Il Cristo è figura cosmica centrale: per Steiner, l'evento del Golgota (33 d.C.) è il «punto di svolta dei tempi» in cui l'Entità Solare Cristo si è unita all'umanità. Le forze opposte sono Lucifero (tentazione dell'orgoglio spirituale) e Arimane (tentazione del materialismo); Cristo è l'equilibrio fra le due. La reincarnazione e il karma sono leggi cardine, modificate però dal libero arbitrio del singolo. Steiner sviluppò sei «libri-base» fondamentali: «Teosofia», «Scienza occulta», «Iniziazione», «Filosofia della Libertà», «Cristianesimo come fatto mistico», «Eventi karmici».
In pratica
Le applicazioni pratiche dell'antroposofia sono fra le più sistematiche del pensiero esoterico moderno. La pedagogia Waldorf (prima scuola: Stoccarda 1919, oggi 1.200+ scuole, 90 paesi) educa la testa, il cuore e la mano in ritmi settennali. L'agricoltura biodinamica (1924, fondata sui Corsi agli Agricoltori di Steiner) usa preparati (corno-letame, corno-silice) e segue il calendario lunare-cosmico - oggi pratica certificata Demeter. La medicina antroposofica integra omeopatia, fitoterapia e medicina convenzionale; il Vischio (Iscador) è usato nei trattamenti oncologici.

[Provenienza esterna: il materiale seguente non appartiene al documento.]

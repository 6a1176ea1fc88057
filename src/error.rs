//! Error types for the topic history.

use thiserror::Error;

/// Main error type for history and middleware operations.
#[derive(Debug, Error)]
pub enum HistoryError {
    #[error("Invalid topic name: {0:?}")]
    InvalidTopic(String),

    #[error("Bus has been shut down")]
    BusClosed,

    #[error("No message received yet")]
    NoMessage,

    #[error("Type mismatch: expected {expected}, got {got}")]
    TypeMismatch { expected: String, got: String },

    #[error("Schema mismatch for {datatype}: expected {expected}, got {got}")]
    SchemaMismatch {
        datatype: String,
        expected: String,
        got: String,
    },

    #[error("Serialization error: {0}")]
    Serialization(String),

    #[error("Deserialization error: {0}")]
    Deserialization(String),
}

impl From<serde_json::Error> for HistoryError {
    fn from(e: serde_json::Error) -> Self {
        HistoryError::Serialization(e.to_string())
    }
}

impl From<rmp_serde::encode::Error> for HistoryError {
    fn from(e: rmp_serde::encode::Error) -> Self {
        HistoryError::Serialization(e.to_string())
    }
}

impl From<rmp_serde::decode::Error> for HistoryError {
    fn from(e: rmp_serde::decode::Error) -> Self {
        HistoryError::Deserialization(e.to_string())
    }
}

/// Result type for history operations.
pub type Result<T> = std::result::Result<T, HistoryError>;
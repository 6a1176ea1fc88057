//! Topic registry and dispatch for the local bus.

use crate::error::Result;
use crate::message::{DynMessage, Message};
use crate::middleware::{validate_topic, Callback, Middleware, Subscription, SubscriptionLink};
use crate::types::{Clock, SubscriptionId, SystemClock, Timestamp};
use crossbeam_channel::{bounded, Receiver, Sender, TrySendError};
use parking_lot::RwLock;
use std::collections::HashMap;
use std::marker::PhantomData;
use std::sync::atomic::{AtomicBool, AtomicU64, Ordering};
use std::sync::{Arc, Weak};
use tracing::{debug, trace};

use super::types::{BusConfig, Publisher, PublisherInner};

/// Internal subscription state.
struct Slot {
    sender: Sender<Arc<DynMessage>>,
    /// Kept so a full queue can discard its oldest entry.
    receiver: Receiver<Arc<DynMessage>>,
    callback: Callback,
    active: Arc<AtomicBool>,
}

impl Slot {
    /// Enqueue, evicting the oldest message if full. Returns the number of
    /// messages evicted.
    fn push(&self, mut msg: Arc<DynMessage>) -> u64 {
        let mut evicted = 0;
        loop {
            match self.sender.try_send(msg) {
                Ok(()) => return evicted,
                Err(TrySendError::Full(back)) => {
                    if self.receiver.try_recv().is_ok() {
                        evicted += 1;
                    }
                    msg = back;
                }
                Err(TrySendError::Disconnected(_)) => return evicted,
            }
        }
    }
}

#[derive(Default)]
struct TopicState {
    publishers: usize,
    slots: HashMap<SubscriptionId, Slot>,
}

impl TopicState {
    fn is_unused(&self) -> bool {
        self.publishers == 0 && self.slots.is_empty()
    }
}

/// State shared by the bus, its subscriptions and its publishers.
pub(super) struct BusShared {
    topics: RwLock<HashMap<String, TopicState>>,
    next_id: AtomicU64,
    dropped: AtomicU64,
    clock: Arc<dyn Clock>,
    config: BusConfig,
}

impl BusShared {
    pub(super) fn publish(&self, topic: &str, msg: Arc<DynMessage>) -> usize {
        let topics = self.topics.read();
        let Some(state) = topics.get(topic) else {
            trace!(topic, "publish with no subscribers");
            return 0;
        };

        let mut reached = 0;
        for slot in state.slots.values() {
            if !slot.active.load(Ordering::Acquire) {
                continue;
            }
            let evicted = slot.push(Arc::clone(&msg));
            if evicted > 0 {
                self.dropped.fetch_add(evicted, Ordering::Relaxed);
                trace!(topic, evicted, "queue full, dropped oldest");
            }
            reached += 1;
        }

        trace!(topic, reached, datatype = msg.datatype(), "published");
        reached
    }

    pub(super) fn unadvertise(&self, topic: &str) {
        let mut topics = self.topics.write();
        if let Some(state) = topics.get_mut(topic) {
            state.publishers = state.publishers.saturating_sub(1);
            if state.is_unused() {
                topics.remove(topic);
            }
        }
        debug!(topic, "publisher removed");
    }

    fn unsubscribe(&self, topic: &str, id: SubscriptionId) {
        let removed = {
            let mut topics = self.topics.write();
            let removed = topics.get_mut(topic).and_then(|state| state.slots.remove(&id));
            if topics.get(topic).is_some_and(TopicState::is_unused) {
                topics.remove(topic);
            }
            removed
        };
        // The callback may own subscription handles; drop it unlocked.
        drop(removed);
        debug!(topic, %id, "unsubscribed");
    }

    fn num_publishers(&self, topic: &str) -> usize {
        self.topics.read().get(topic).map_or(0, |s| s.publishers)
    }
}

/// Middleware-side handle for one local subscription.
struct LocalLink {
    id: SubscriptionId,
    topic: String,
    shared: Weak<BusShared>,
    active: Arc<AtomicBool>,
}

impl SubscriptionLink for LocalLink {
    fn id(&self) -> SubscriptionId {
        self.id
    }

    fn topic(&self) -> &str {
        &self.topic
    }

    fn num_publishers(&self) -> usize {
        self.shared
            .upgrade()
            .map_or(0, |shared| shared.num_publishers(&self.topic))
    }

    fn is_active(&self) -> bool {
        self.active.load(Ordering::Acquire) && self.shared.strong_count() > 0
    }

    fn shutdown(&self) {
        if self.active.swap(false, Ordering::AcqRel) {
            if let Some(shared) = self.shared.upgrade() {
                shared.unsubscribe(&self.topic, self.id);
            }
        }
    }
}

impl Drop for LocalLink {
    fn drop(&mut self) {
        self.shutdown();
    }
}

/// In-process bus. Clones share the same topics.
#[derive(Clone)]
pub struct LocalBus {
    shared: Arc<BusShared>,
}

impl LocalBus {
    pub fn new() -> Self {
        Self::with_config(BusConfig::default())
    }

    pub fn with_config(config: BusConfig) -> Self {
        Self::with_clock_and_config(Arc::new(SystemClock), config)
    }

    /// Bus stamping messages from `clock` instead of the wall clock.
    pub fn with_clock(clock: Arc<dyn Clock>) -> Self {
        Self::with_clock_and_config(clock, BusConfig::default())
    }

    pub fn with_clock_and_config(clock: Arc<dyn Clock>, config: BusConfig) -> Self {
        Self {
            shared: Arc::new(BusShared {
                topics: RwLock::new(HashMap::new()),
                next_id: AtomicU64::new(1),
                dropped: AtomicU64::new(0),
                clock,
                config,
            }),
        }
    }

    pub fn config(&self) -> &BusConfig {
        &self.shared.config
    }

    /// Register a publisher for `topic`.
    pub fn advertise<M: Message>(&self, topic: &str) -> Result<Publisher<M>> {
        validate_topic(topic)?;

        self.shared
            .topics
            .write()
            .entry(topic.to_string())
            .or_default()
            .publishers += 1;
        debug!(topic, datatype = M::DATATYPE, "advertised");

        Ok(Publisher {
            inner: Arc::new(PublisherInner {
                topic: topic.to_string(),
                shared: Arc::downgrade(&self.shared),
            }),
            encoding: self.shared.config.encoding,
            _marker: PhantomData,
        })
    }

    /// Enqueue a message for every subscription on `topic`. Returns how many
    /// subscriptions it reached.
    pub fn publish(&self, topic: &str, msg: Arc<DynMessage>) -> usize {
        self.shared.publish(topic, msg)
    }

    /// Deliver everything queued so far on the calling thread. Returns the
    /// number of callbacks invoked.
    ///
    /// Messages published by a callback during this call wait for the next
    /// spin.
    pub fn spin_once(&self) -> usize {
        // Callbacks may subscribe or publish, so run them without the lock.
        let pending: Vec<(Receiver<Arc<DynMessage>>, Callback, Arc<AtomicBool>)> = {
            let topics = self.shared.topics.read();
            topics
                .values()
                .flat_map(|state| state.slots.values())
                .filter(|slot| !slot.receiver.is_empty())
                .map(|slot| {
                    (
                        slot.receiver.clone(),
                        Arc::clone(&slot.callback),
                        Arc::clone(&slot.active),
                    )
                })
                .collect()
        };

        let mut invoked = 0;
        for (receiver, callback, active) in pending {
            for _ in 0..receiver.len() {
                if !active.load(Ordering::Acquire) {
                    break;
                }
                match receiver.try_recv() {
                    Ok(msg) => {
                        callback(&msg);
                        invoked += 1;
                    }
                    Err(_) => break,
                }
            }
        }
        invoked
    }

    pub fn num_subscriptions(&self, topic: &str) -> usize {
        self.shared
            .topics
            .read()
            .get(topic)
            .map_or(0, |s| s.slots.len())
    }

    pub fn num_publishers(&self, topic: &str) -> usize {
        self.shared.num_publishers(topic)
    }

    /// Topics with at least one publisher or subscription, sorted.
    pub fn topics(&self) -> Vec<String> {
        let mut names: Vec<String> = self.shared.topics.read().keys().cloned().collect();
        names.sort();
        names
    }

    /// Messages evicted from full queues since the bus was created.
    pub fn dropped_messages(&self) -> u64 {
        self.shared.dropped.load(Ordering::Relaxed)
    }
}

impl Default for LocalBus {
    fn default() -> Self {
        Self::new()
    }
}

impl Middleware for LocalBus {
    fn subscribe(
        &self,
        topic: &str,
        queue_size: usize,
        callback: Callback,
    ) -> Result<Subscription> {
        validate_topic(topic)?;

        let id = SubscriptionId(self.shared.next_id.fetch_add(1, Ordering::SeqCst));
        let capacity = if queue_size == 0 {
            self.shared.config.unbounded_queue_size.max(1)
        } else {
            queue_size
        };
        let (sender, receiver) = bounded(capacity);
        let active = Arc::new(AtomicBool::new(true));

        let slot = Slot {
            sender,
            receiver,
            callback,
            active: Arc::clone(&active),
        };

        self.shared
            .topics
            .write()
            .entry(topic.to_string())
            .or_default()
            .slots
            .insert(id, slot);
        debug!(topic, %id, capacity, "subscribed");

        Ok(Subscription::new(Arc::new(LocalLink {
            id,
            topic: topic.to_string(),
            shared: Arc::downgrade(&self.shared),
            active,
        })))
    }

    fn now(&self) -> Timestamp {
        self.shared.clock.now()
    }
}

Per esplorare l'antroposofia inizia con «La filosofia della libertà» o «Teosofia» di Steiner. Confronta con tradizioni correlate nel Glossario: Teosofia di Blavatsky (la matrice da cui Steiner si separò), Rosacroce (Steiner si dichiarava cristiano-rosicruciano), Alchimia. Il dialogo con l'Angelo Custode e le gerarchie è parte della pratica meditativa. Esplora altri sentieri nel portale Oracoli.
Profondità simbolica
L'antroposofia di Steiner si distingue dalla teosofia di Blavatsky per il suo cristocentrismo e per la sua occidentalità: laddove Blavatsky guardava all'India, Steiner riportava al cuore dell'esperienza spirituale europea il Cristo e la tradizione cristiana iniziatica (rosicruciana, ermetica, goethiana). La sua «scienza dello spirito» pretende rigore conoscitivo pari a quello delle scienze naturali, applicato però a piani sovrasensibili accessibili a una coscienza adeguatamente sviluppata attraverso esercizi meditativi precisi.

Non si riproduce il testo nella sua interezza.